impl ApiClient {
    pub fn new(config: ClientConfig, tokens: TokenStore) -> Result<Self, ClientError> {
        let http = reqwest::Client::builder()
            .timeout(config.timeout)
            .build()
            .map_err(|e| ClientError::Network(e.to_string()))?;
        Ok(Self {
            http,
            config,
            tokens,
        })
    }

    pub fn tokens(&self) -> &TokenStore {
        &self.tokens
    }

    pub fn is_authenticated(&self) -> bool {
        self.tokens.is_set()
    }

    // ── Транспорт ────────────────────────────────────────────────────────────

    async fn send(
        &self,
        method: Method,
        path: &str,
        query: &[(&str, String)],
        body: Option<serde_json::Value>,
    ) -> Result<reqwest::Response, ClientError> {
        let mut url = self.config.endpoint(path)?;
        if !query.is_empty() {
            let mut pairs = url.query_pairs_mut();
            for (key, value) in query {
                pairs.append_pair(key, value);
            }
        }

        let mut request = self.http.request(method.clone(), url);
        if let Some(token) = self.tokens.get() {
            request = request.bearer_auth(token);
        }
        if let Some(body) = body {
            request = request.json(&body);
        }

        let response = request.send().await.map_err(|e| {
            tracing::debug!("{method} {path}: {e}");
            ClientError::from(e)
        })?;

        let status = response.status();
        if status == StatusCode::UNAUTHORIZED {
            tracing::info!("{method} {path}: 401, токен удалён");
            self.tokens.clear();
            return Err(ClientError::Unauthorized);
        }
        if !status.is_success() {
            let text = response.text().await.unwrap_or_default();
            let detail = serde_json::from_str::<ErrorBody>(&text)
                .map(|b| b.detail)
                .unwrap_or_else(|_| {
                    status
                        .canonical_reason()
                        .unwrap_or("Ошибка сервера")
                        .to_string()
                });
            tracing::debug!("{method} {path}: {status} {detail}");
            return Err(ClientError::Api {
                status: status.as_u16(),
                detail,
            });
        }

        Ok(response)
    }

    async fn request<T: DeserializeOwned>(
        &self,
        method: Method,
        path: &str,
        query: &[(&str, String)],
        body: Option<serde_json::Value>,
    ) -> Result<T, ClientError> {
        let bytes = self.send(method, path, query, body).await?.bytes().await?;
        Ok(serde_json::from_slice(&bytes)?)
    }

    async fn request_empty(
        &self,
        method: Method,
        path: &str,
        body: Option<serde_json::Value>,
    ) -> Result<(), ClientError> {
        self.send(method, path, &[], body).await?;
        Ok(())
    }

    fn body(value: &impl Serialize) -> Result<Option<serde_json::Value>, ClientError> {
        Ok(Some(serde_json::to_value(value)?))
    }

    // ── Авторизация ──────────────────────────────────────────────────────────

    /// Войти и сохранить токен.
    pub async fn login(&self, password: &str) -> Result<(), ClientError> {
        if password.is_empty() {
            return Err(ClientError::Validation("Введите пароль".into()));
        }
        let body = Self::body(&LoginRequest {
            password: password.to_string(),
        })?;
        let token: TokenResponse = self
            .request(Method::POST, "auth/login", &[], body)
            .await?;
        self.tokens.set(&token.access_token);
        Ok(())
    }

    pub fn logout(&self) {
        self.tokens.clear();
    }

    /// Действителен ли сохранённый токен.
    pub async fn check_auth(&self) -> Result<bool, ClientError> {
        if !self.tokens.is_set() {
            return Ok(false);
        }
        match self
            .request::<serde_json::Value>(Method::GET, "auth/check", &[], None)
            .await
        {
            Ok(_) => Ok(true),
            Err(ClientError::Unauthorized) => Ok(false),
            Err(e) => Err(e),
        }
    }

    // ── Папки ────────────────────────────────────────────────────────────────

    pub async fn list_folders(&self, sort_by: SortBy) -> Result<Vec<FolderView>, ClientError> {
        let folders: Vec<FolderResponse> = self
            .request(
                Method::GET,
                "folders",
                &[("sort_by", sort_by.as_str().to_string())],
                None,
            )
            .await?;
        Ok(folders.into_iter().map(Into::into).collect())
    }

    pub async fn get_folder(&self, id: &str) -> Result<FolderView, ClientError> {
        let path = format!("folders/{}", parse_id(id)?);
        let folder: FolderResponse = self.request(Method::GET, &path, &[], None).await?;
        Ok(folder.into())
    }

    pub async fn create_folder(
        &self,
        name: &str,
        color: Option<&str>,
    ) -> Result<FolderView, ClientError> {
        let req = CreateFolderRequest {
            name: name.to_string(),
            color: color.unwrap_or(DEFAULT_FOLDER_COLOR).to_string(),
        };
        validation::validate_create_folder(&req)
            .map_err(|e| ClientError::Validation(e.to_string()))?;
        let folder: FolderResponse = self
            .request(Method::POST, "folders", &[], Self::body(&req)?)
            .await?;
        Ok(folder.into())
    }

    pub async fn update_folder(
        &self,
        id: &str,
        req: &UpdateFolderRequest,
    ) -> Result<FolderView, ClientError> {
        validation::validate_update_folder(req)
            .map_err(|e| ClientError::Validation(e.to_string()))?;
        let path = format!("folders/{}", parse_id(id)?);
        let folder: FolderResponse = self
            .request(Method::PUT, &path, &[], Self::body(req)?)
            .await?;
        Ok(folder.into())
    }

    pub async fn delete_folder(&self, id: &str) -> Result<(), ClientError> {
        let path = format!("folders/{}", parse_id(id)?);
        self.request_empty(Method::DELETE, &path, None).await
    }

    pub async fn reorder_folders(&self, ids: &[String]) -> Result<(), ClientError> {
        let ids = ids
            .iter()
            .map(|id| parse_id(id))
            .collect::<Result<Vec<i32>, _>>()?;
        let _: serde_json::Value = self
            .request(Method::POST, "folders/reorder", &[], Self::body(&ids)?)
            .await?;
        Ok(())
    }

    // ── Серверы ──────────────────────────────────────────────────────────────

    pub async fn list_servers(&self, folder_id: Option<&str>) -> Result<Vec<ServerView>, ClientError> {
        let query = match folder_id {
            Some(id) => vec![("folder_id", parse_id(id)?.to_string())],
            None => Vec::new(),
        };
        let servers: Vec<ServerResponse> =
            self.request(Method::GET, "servers", &query, None).await?;
        Ok(servers.into_iter().map(Into::into).collect())
    }

    pub async fn get_server(&self, id: &str) -> Result<ServerView, ClientError> {
        let path = format!("servers/{}", parse_id(id)?);
        let server: ServerResponse = self.request(Method::GET, &path, &[], None).await?;
        Ok(server.into())
    }

    /// Создать сервер. Без выбранной папки запрос не отправляется.
    pub async fn create_server(&self, draft: ServerDraft) -> Result<ServerView, ClientError> {
        let req = draft.into_request()?;
        let server: ServerResponse = self
            .request(Method::POST, "servers", &[], Self::body(&req)?)
            .await?;
        Ok(server.into())
    }

    pub async fn update_server(
        &self,
        id: &str,
        req: &UpdateServerRequest,
    ) -> Result<ServerView, ClientError> {
        validation::validate_update_server(req)
            .map_err(|e| ClientError::Validation(e.to_string()))?;
        let path = format!("servers/{}", parse_id(id)?);
        let server: ServerResponse = self
            .request(Method::PUT, &path, &[], Self::body(req)?)
            .await?;
        Ok(server.into())
    }

    /// Перенести сервер в другую папку.
    pub async fn move_server(&self, id: &str, folder_id: &str) -> Result<ServerView, ClientError> {
        let req = UpdateServerRequest {
            folder_id: Some(parse_id(folder_id)?),
            ..Default::default()
        };
        self.update_server(id, &req).await
    }

    pub async fn delete_server(&self, id: &str) -> Result<(), ClientError> {
        let path = format!("servers/{}", parse_id(id)?);
        self.request_empty(Method::DELETE, &path, None).await
    }

    // ── Оплаты и курсы ───────────────────────────────────────────────────────

    pub async fn record_payment(&self, server_id: &str) -> Result<PaymentView, ClientError> {
        let path = format!("payments/{}", parse_id(server_id)?);
        let payment: PaymentResponse = self.request(Method::POST, &path, &[], None).await?;
        Ok(payment.into())
    }

    pub async fn list_payments(&self, query: &PaymentQuery) -> Result<Vec<PaymentView>, ClientError> {
        let mut params = Vec::new();
        if let Some(month) = query.month {
            params.push(("month", month.to_string()));
        }
        if let Some(server_id) = &query.server_id {
            params.push(("server_id", parse_id(server_id)?.to_string()));
        }
        if let Some(limit) = query.limit {
            params.push(("limit", limit.to_string()));
        }
        let payments: Vec<PaymentResponse> =
            self.request(Method::GET, "payments", &params, None).await?;
        Ok(payments.into_iter().map(Into::into).collect())
    }

    pub async fn payment_summary(&self, month: Option<Month>) -> Result<PaymentSummaryView, ClientError> {
        let query: Vec<(&str, String)> = month
            .map(|m| vec![("month", m.to_string())])
            .unwrap_or_default();
        let summary: PaymentSummary = self
            .request(Method::GET, "payments/summary", &query, None)
            .await?;
        Ok(summary.into())
    }

    pub async fn delete_payment(&self, id: &str) -> Result<(), ClientError> {
        let path = format!("payments/{}", parse_id(id)?);
        self.request_empty(Method::DELETE, &path, None).await
    }

    pub async fn get_rates(&self) -> Result<ExchangeRatesView, ClientError> {
        let rates: ExchangeRatesResponse = self
            .request(Method::GET, "exchange/rates", &[], None)
            .await?;
        Ok(rates.into())
    }

    pub async fn refresh_rates(&self) -> Result<ExchangeRatesView, ClientError> {
        let rates: ExchangeRatesResponse = self
            .request(Method::POST, "exchange/rates/refresh", &[], None)
            .await?;
        Ok(rates.into())
    }

    // ── Метрики ──────────────────────────────────────────────────────────────

    pub async fn server_metrics(
        &self,
        server_id: &str,
        hours: Option<u32>,
    ) -> Result<MetricsView, ClientError> {
        let path = format!("metrics/{}", parse_id(server_id)?);
        let query: Vec<(&str, String)> = hours
            .map(|h| vec![("hours", h.to_string())])
            .unwrap_or_default();
        let metrics: MetricsHistoryResponse =
            self.request(Method::GET, &path, &query, None).await?;
        Ok(metrics.into())
    }

    /// Последние метрики всех серверов, ключ: id сервера.
    pub async fn current_metrics(&self) -> Result<BTreeMap<String, CurrentMetricsView>, ClientError> {
        let current: BTreeMap<String, CurrentMetrics> = self
            .request(Method::GET, "metrics/current/all", &[], None)
            .await?;
        Ok(current.into_iter().map(|(k, v)| (k, v.into())).collect())
    }

    pub async fn generate_agent_token(&self, server_id: &str) -> Result<AgentTokenView, ClientError> {
        let path = format!("metrics/{}/token", parse_id(server_id)?);
        let token: AgentTokenResponse = self.request(Method::POST, &path, &[], None).await?;
        Ok(token.into())
    }

    pub async fn get_agent_token(&self, server_id: &str) -> Result<AgentTokenView, ClientError> {
        let path = format!("metrics/{}/token", parse_id(server_id)?);
        let token: AgentTokenResponse = self.request(Method::GET, &path, &[], None).await?;
        Ok(token.into())
    }

    pub async fn revoke_agent_token(&self, server_id: &str) -> Result<(), ClientError> {
        let path = format!("metrics/{}/token", parse_id(server_id)?);
        self.request_empty(Method::DELETE, &path, None).await
    }

    // ── Резервная копия ──────────────────────────────────────────────────────

    pub async fn export_backup(&self) -> Result<BackupData, ClientError> {
        self.request(Method::GET, "backup/export", &[], None).await
    }

    pub async fn import_backup(
        &self,
        data: &BackupData,
        replace: bool,
    ) -> Result<ImportResult, ClientError> {
        self.request(
            Method::POST,
            "backup/import",
            &[("replace", replace.to_string())],
            Self::body(data)?,
        )
        .await
    }
}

__THE PROBLEM__: Look through the data above and return exactly the lines from the one that contains "ключ: id сервера." to the one that contains "pub async fn get_agent_token(&self, server_id: &str)", inclusive, with nothing else.

__ANSWER TO THE EXERCISE__:
    /// Последние метрики всех серверов, ключ: id сервера.
    pub async fn current_metrics(&self) -> Result<BTreeMap<String, CurrentMetricsView>, ClientError> {
        let current: BTreeMap<String, CurrentMetrics> = self
            .request(Method::GET, "metrics/current/all", &[], None)
            .await?;
        Ok(current.into_iter().map(|(k, v)| (k, v.into())).collect())
    }

    pub async fn generate_agent_token(&self, server_id: &str) -> Result<AgentTokenView, ClientError> {
        let path = format!("metrics/{}/token", parse_id(server_id)?);
        let token: AgentTokenResponse = self.request(Method::POST, &path, &[], None).await?;
        Ok(token.into())
    }

    pub async fn get_agent_token(&self, server_id: &str) -> Result<AgentTokenView, ClientError> {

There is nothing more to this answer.